The past month and a half we were super busy organizing the memorial tournament of my father. As all the students arrived, it struck me about the word pilgrimage.

I left for India soon after my mother passed away in 2006. I needed my soul and my spirit to heal  .
What  I found with my visit to my Shala where Guruji resided was more profound that what was originally intended.

This year in particular I felt a stronger sense of unity within the organization.

Since the dawn of history, spiritual seekers have been making pilgrimages to sacred places often by traveling long way from home.
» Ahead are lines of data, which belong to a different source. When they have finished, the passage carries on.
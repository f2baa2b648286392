//! Spreadsheet and CSV export of accumulated line items.

use chrono::Local;
use rust_xlsxwriter::{Format, Workbook};
use tracing::{debug, warn};

use crate::error::ExportError;
use crate::invoice::LineItemRow;
use crate::models::config::ExportConfig;

/// Result type for export operations.
pub type Result<T> = std::result::Result<T, ExportError>;

/// Serialized file format.
#[derive(Debug, Clone, Copy, PartialEq, Eq)]
pub enum ExportFormat {
    /// Office Open XML workbook.
    Xlsx,
    /// Comma-separated values.
    Csv,
}

impl ExportFormat {
    /// File extension without the dot.
    pub fn extension(&self) -> &'static str {
        match self {
            ExportFormat::Xlsx => "xlsx",
            ExportFormat::Csv => "csv",
        }
    }

    /// MIME type for download offers.
    pub fn mime_type(&self) -> &'static str {
        match self {
            ExportFormat::Xlsx => {
                "application/vnd.openxmlformats-officedocument.spreadsheetml.sheet"
            }
            ExportFormat::Csv => "text/csv",
        }
    }
}

/// A serialized export ready to be offered for download.
#[derive(Debug, Clone, PartialEq)]
pub struct ExportArtifact {
    /// File format of `bytes`.
    pub format: ExportFormat,
    /// Suggested file name.
    pub file_name: String,
    /// File contents.
    pub bytes: Vec<u8>,
    /// Number of data rows written.
    pub rows: usize,
}

/// Outcome of [`ExportService::export`].
#[derive(Debug)]
pub struct ExportResult {
    /// The file produced, xlsx or the CSV fallback.
    pub artifact: ExportArtifact,
    /// Why the spreadsheet was not produced, when CSV was used instead.
    pub spreadsheet_error: Option<ExportError>,
}

/// Serializes line items to xlsx, falling back to CSV.
#[derive(Debug, Clone)]
pub struct ExportService {
    sheet_name: String,
    file_stem: String,
    timestamped: bool,
}

impl ExportService {
    /// Create a service with default settings.
    pub fn new() -> Self {
        Self::from_config(&ExportConfig::default())
    }

    /// Create a service from the export configuration section.
    pub fn from_config(config: &ExportConfig) -> Self {
        Self {
            sheet_name: config.sheet_name.clone(),
            file_stem: config.file_stem.clone(),
            timestamped: config.timestamped,
        }
    }

    /// Union of the rows' columns, ordered by first appearance.
    pub fn columns(rows: &[LineItemRow]) -> Vec<String> {
        let mut columns: Vec<String> = Vec::new();
        for row in rows {
            for column in row.columns() {
                if !columns.iter().any(|c| c == column) {
                    columns.push(column.to_string());
                }
            }
        }
        columns
    }

    /// Serialize rows as a single-sheet workbook.
    pub fn to_spreadsheet(&self, rows: &[LineItemRow]) -> Result<Vec<u8>> {
        let columns = Self::columns(rows);
        let header_format = Format::new().set_bold();

        let mut workbook = Workbook::new();
        let sheet = workbook.add_worksheet();
        sheet.set_name(&self.sheet_name)?;

        for (col, name) in columns.iter().enumerate() {
            sheet.write_string_with_format(0, col as u16, name, &header_format)?;
        }

        for (index, row) in rows.iter().enumerate() {
            let excel_row = index as u32 + 1;
            for (col, name) in columns.iter().enumerate() {
                if let Some(value) = row.get(name) {
                    sheet.write_string(excel_row, col as u16, value)?;
                }
            }
        }

        let bytes = workbook.save_to_buffer()?;
        debug!("Wrote {} rows x {} columns to xlsx", rows.len(), columns.len());
        Ok(bytes)
    }

    /// Serialize rows as CSV with a header line.
    pub fn to_csv(&self, rows: &[LineItemRow]) -> Result<Vec<u8>> {
        let columns = Self::columns(rows);
        let mut wtr = csv::Writer::from_writer(vec![]);

        wtr.write_record(&columns)?;
        for row in rows {
            wtr.write_record(columns.iter().map(|name| row.get(name).unwrap_or("")))?;
        }

        let bytes = wtr
            .into_inner()
            .map_err(|e| ExportError::Csv(e.to_string()))?;
        debug!("Wrote {} rows x {} columns to CSV", rows.len(), columns.len());
        Ok(bytes)
    }

    /// Produce an xlsx file, or a CSV file if the workbook cannot be written.
    ///
    /// Fails only when there are no rows or both formats fail; the error is
    /// then the CSV one.
    pub fn export(&self, rows: &[LineItemRow]) -> Result<ExportResult> {
        if rows.is_empty() {
            return Err(ExportError::NoRows);
        }

        match self.to_spreadsheet(rows) {
            Ok(bytes) => Ok(ExportResult {
                artifact: self.artifact(ExportFormat::Xlsx, bytes, rows.len()),
                spreadsheet_error: None,
            }),
            Err(spreadsheet_error) => {
                warn!("Spreadsheet export failed, trying CSV: {}", spreadsheet_error);
                let bytes = self.to_csv(rows)?;
                Ok(ExportResult {
                    artifact: self.artifact(ExportFormat::Csv, bytes, rows.len()),
                    spreadsheet_error: Some(spreadsheet_error),
                })
            }
        }
    }

    /// File name for an export in the given format.
    pub fn file_name(&self, format: ExportFormat) -> String {
        if self.timestamped {
            let timestamp = Local::now().format("%Y%m%d-%H%M%S");
            format!("{}_{}.{}", self.file_stem, timestamp, format.extension())
        } else {
            format!("{}.{}", self.file_stem, format.extension())
        }
    }

    fn artifact(&self, format: ExportFormat, bytes: Vec<u8>, rows: usize) -> ExportArtifact {
        ExportArtifact {
            format,
            file_name: self.file_name(format),
            bytes,
            rows,
        }
    }
}

impl Default for ExportService {
    fn default() -> Self {
        Self::new()
    }
}
//! Events raised by the view layer and their arrival queue.

use std::collections::{BTreeSet, VecDeque};
use std::fmt;

/// Arrival-ordered identifier of an event within one session.
#[derive(Debug, Clone, Copy, PartialEq, Eq, PartialOrd, Ord, Hash)]
pub struct EventId(u64);

impl EventId {
    /// Numeric value.
    pub fn get(self) -> u64 {
        self.0
    }
}

impl fmt::Display for EventId {
    fn fmt(&self, f: &mut fmt::Formatter<'_>) -> fmt::Result {
        write!(f, "#{}", self.0)
    }
}

/// Buttons the view can offer.
#[derive(Debug, Clone, Copy, PartialEq, Eq, Hash)]
pub enum ButtonId {
    /// "Agregar otra factura".
    AddAnother,
    /// "Finalizar y exportar".
    FinishExport,
    /// "Procesar nuevas facturas".
    ResetSession,
}

impl ButtonId {
    /// Label shown to the user.
    pub fn label(&self) -> &'static str {
        match self {
            ButtonId::AddAnother => "Agregar otra factura",
            ButtonId::FinishExport => "Finalizar y exportar",
            ButtonId::ResetSession => "Procesar nuevas facturas",
        }
    }
}

/// Something the user did.
#[derive(Debug, Clone, PartialEq, Eq)]
pub enum Event {
    /// A PDF was picked in the upload affordance.
    FileUploaded {
        /// Original file name, for logs and messages.
        file_name: String,
        /// Full file contents.
        bytes: Vec<u8>,
    },
    /// A chat message was submitted.
    ChatMessageSubmitted(String),
    /// A button was pressed.
    ButtonActivated(ButtonId),
}

impl Event {
    /// Short name for logs.
    pub fn kind(&self) -> &'static str {
        match self {
            Event::FileUploaded { .. } => "file_uploaded",
            Event::ChatMessageSubmitted(_) => "chat_message",
            Event::ButtonActivated(_) => "button",
        }
    }
}

/// An event tagged with its arrival id.
#[derive(Debug, Clone, PartialEq, Eq)]
pub struct Envelope {
    /// Arrival id.
    pub id: EventId,
    /// The event.
    pub event: Event,
}

/// FIFO of pending events with exactly-once bookkeeping.
///
/// Ids grow monotonically for the lifetime of the queue and are never
/// reused, so an envelope delivered twice is recognized by id alone.
/// Every id below `consumed_below` has run; `consumed_above` holds the
/// ones that ran out of order past it.
#[derive(Debug, Default)]
pub struct EventQueue {
    next_id: u64,
    pending: VecDeque<Envelope>,
    consumed_below: u64,
    consumed_above: BTreeSet<u64>,
}

impl EventQueue {
    /// Create an empty queue.
    pub fn new() -> Self {
        Self::default()
    }

    /// Enqueue a new event and return its id.
    pub fn push(&mut self, event: Event) -> EventId {
        let id = EventId(self.next_id);
        self.next_id += 1;
        self.pending.push_back(Envelope { id, event });
        id
    }

    /// Re-offer an envelope. Returns `false` when it was already consumed,
    /// is still pending, or was never issued by this queue.
    pub fn redeliver(&mut self, envelope: Envelope) -> bool {
        if !self.is_issued(envelope.id)
            || self.is_consumed(envelope.id)
            || self.pending.iter().any(|e| e.id == envelope.id)
        {
            return false;
        }
        // Popped but never consumed; put it back in arrival order.
        let at = self
            .pending
            .iter()
            .position(|e| e.id > envelope.id)
            .unwrap_or(self.pending.len());
        self.pending.insert(at, envelope);
        true
    }

    /// Take the oldest pending event.
    pub fn pop(&mut self) -> Option<Envelope> {
        self.pending.pop_front()
    }

    /// Record that an envelope's turn has run. Returns `false` if it already
    /// had or the id was never issued here.
    pub fn mark_consumed(&mut self, id: EventId) -> bool {
        if !self.is_issued(id) || self.is_consumed(id) {
            return false;
        }
        self.consumed_above.insert(id.0);
        while self.consumed_above.remove(&self.consumed_below) {
            self.consumed_below += 1;
        }
        true
    }

    /// Whether a turn already ran for this id.
    pub fn is_consumed(&self, id: EventId) -> bool {
        id.0 < self.consumed_below || self.consumed_above.contains(&id.0)
    }

    /// Whether this queue handed out the id.
    pub fn is_issued(&self, id: EventId) -> bool {
        id.0 < self.next_id
    }

    /// Number of events waiting.
    pub fn len(&self) -> usize {
        self.pending.len()
    }

    /// Whether nothing is waiting.
    pub fn is_empty(&self) -> bool {
        self.pending.is_empty()
    }
}

#[cfg(test)]
mod tests {
    use super::*;

    fn chat(text: &str) -> Event {
        Event::ChatMessageSubmitted(text.to_string())
    }

    #[test]
    fn test_ids_follow_arrival_not_content() {
        let mut queue = EventQueue::new();
        let first = queue.push(chat("hola"));
        let second = queue.push(chat("hola"));

        assert_ne!(first, second);
        assert!(first < second);
        assert_eq!(queue.pop().unwrap().id, first);
        assert_eq!(queue.pop().unwrap().id, second);
        assert!(queue.is_empty());
    }

    #[test]
    fn test_consumed_envelope_not_redelivered() {
        let mut queue = EventQueue::new();
        queue.push(chat("hola"));

        let envelope = queue.pop().unwrap();
        assert!(queue.mark_consumed(envelope.id));
        assert!(!queue.mark_consumed(envelope.id));
        assert!(!queue.redeliver(envelope));
        assert!(queue.is_empty());
    }

    #[test]
    fn test_pending_envelope_not_duplicated() {
        let mut queue = EventQueue::new();
        let id = queue.push(chat("hola"));

        let copy = Envelope {
            id,
            event: chat("hola"),
        };
        assert!(!queue.redeliver(copy));
        assert_eq!(queue.len(), 1);
    }

    #[test]
    fn test_unknown_id_rejected() {
        let mut queue = EventQueue::new();
        let forged = Envelope {
            id: EventId(42),
            event: chat("hola"),
        };
        assert!(!queue.redeliver(forged));
    }

    #[test]
    fn test_out_of_order_consumption() {
        let mut queue = EventQueue::new();
        let ids: Vec<EventId> = ["uno", "dos", "tres"].map(|t| queue.push(chat(t))).to_vec();

        assert!(queue.mark_consumed(ids[2]));
        assert!(!queue.is_consumed(ids[0]));
        assert!(!queue.is_consumed(ids[1]));

        assert!(queue.mark_consumed(ids[0]));
        assert!(queue.mark_consumed(ids[1]));
        assert!(ids.iter().all(|id| queue.is_consumed(*id)));
        assert!(queue.consumed_above.is_empty());
        assert_eq!(queue.consumed_below, 3);
    }

    #[test]
    fn test_foreign_id_not_consumed() {
        let mut queue = EventQueue::new();
        let forged = EventId(7);

        assert!(!queue.mark_consumed(forged));
        for _ in 0..8 {
            queue.push(chat("hola"));
        }
        assert!(!queue.is_consumed(forged));
        assert!(queue.mark_consumed(forged));
    }

    #[test]
    fn test_popped_but_unconsumed_can_return() {
        let mut queue = EventQueue::new();
        queue.push(chat("uno"));
        queue.push(chat("dos"));

        let first = queue.pop().unwrap();
        assert!(queue.redeliver(first.clone()));
        assert_eq!(queue.pop().unwrap(), first);
    }
}
//! Extraction instruction and reply cleanup.

use lazy_static::lazy_static;
use regex::Regex;

lazy_static! {
    // File-search citation markers such as 【4:0†source】
    static ref CITATION: Regex = Regex::new(r"【.*?】").unwrap();
}

const INSTRUCTION: &str = r#"Extraé la siguiente información de esta factura en formato JSON:
{"Fecha": "...", "Número de Factura": "...", "CUIT Emisor": "...",
"Cliente": "...", "Importe Total": "...", "IVA": "...",
"Detalle de Productos": [
    {"Descripción": "...", "Cantidad": "...", "Precio Unitario": "...", "Subtotal": "..."}
]}

Es muy importante que "Detalle de Productos" sea un array de objetos con la información de cada producto.

El texto de la factura es:
"#;

/// Full extraction message: the fixed instruction followed by the invoice text.
pub fn extraction_prompt(invoice_text: &str) -> String {
    format!("{INSTRUCTION}{invoice_text}")
}

/// Remove citation markers the service inserts into replies.
pub fn strip_citations(reply: &str) -> String {
    CITATION.replace_all(reply, "").into_owned()
}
I watched the students pay their respect to where their teacher or their teacher's teacher had trained in, graded at and for others, though they never set foot in before but knew they always belonged to. The floor so many had sweated upon and time and again bled and cried, where right beneath their feet. Some opt to sleep in the Dojo with their sleeping bags feeling the need to nourish themselves in the presence of the shrine Sosai had it specially built for Honbu and Kyokushin Karate. It has the God of Creation, God of Intellect and God of Justice, as well as Sosai and Mother resting right where everyone trains.

A pilgrimage is not a stopover at some famous tourist spot. A pilgrimage is a journey of self-
discovery and the nature of that discovery is shaped by the site itself. We select that special place
because we look for a specific kind of experience, one that can only be spoken by those who experienced it. Just like Sosai always said, 実戦 is the key to everything.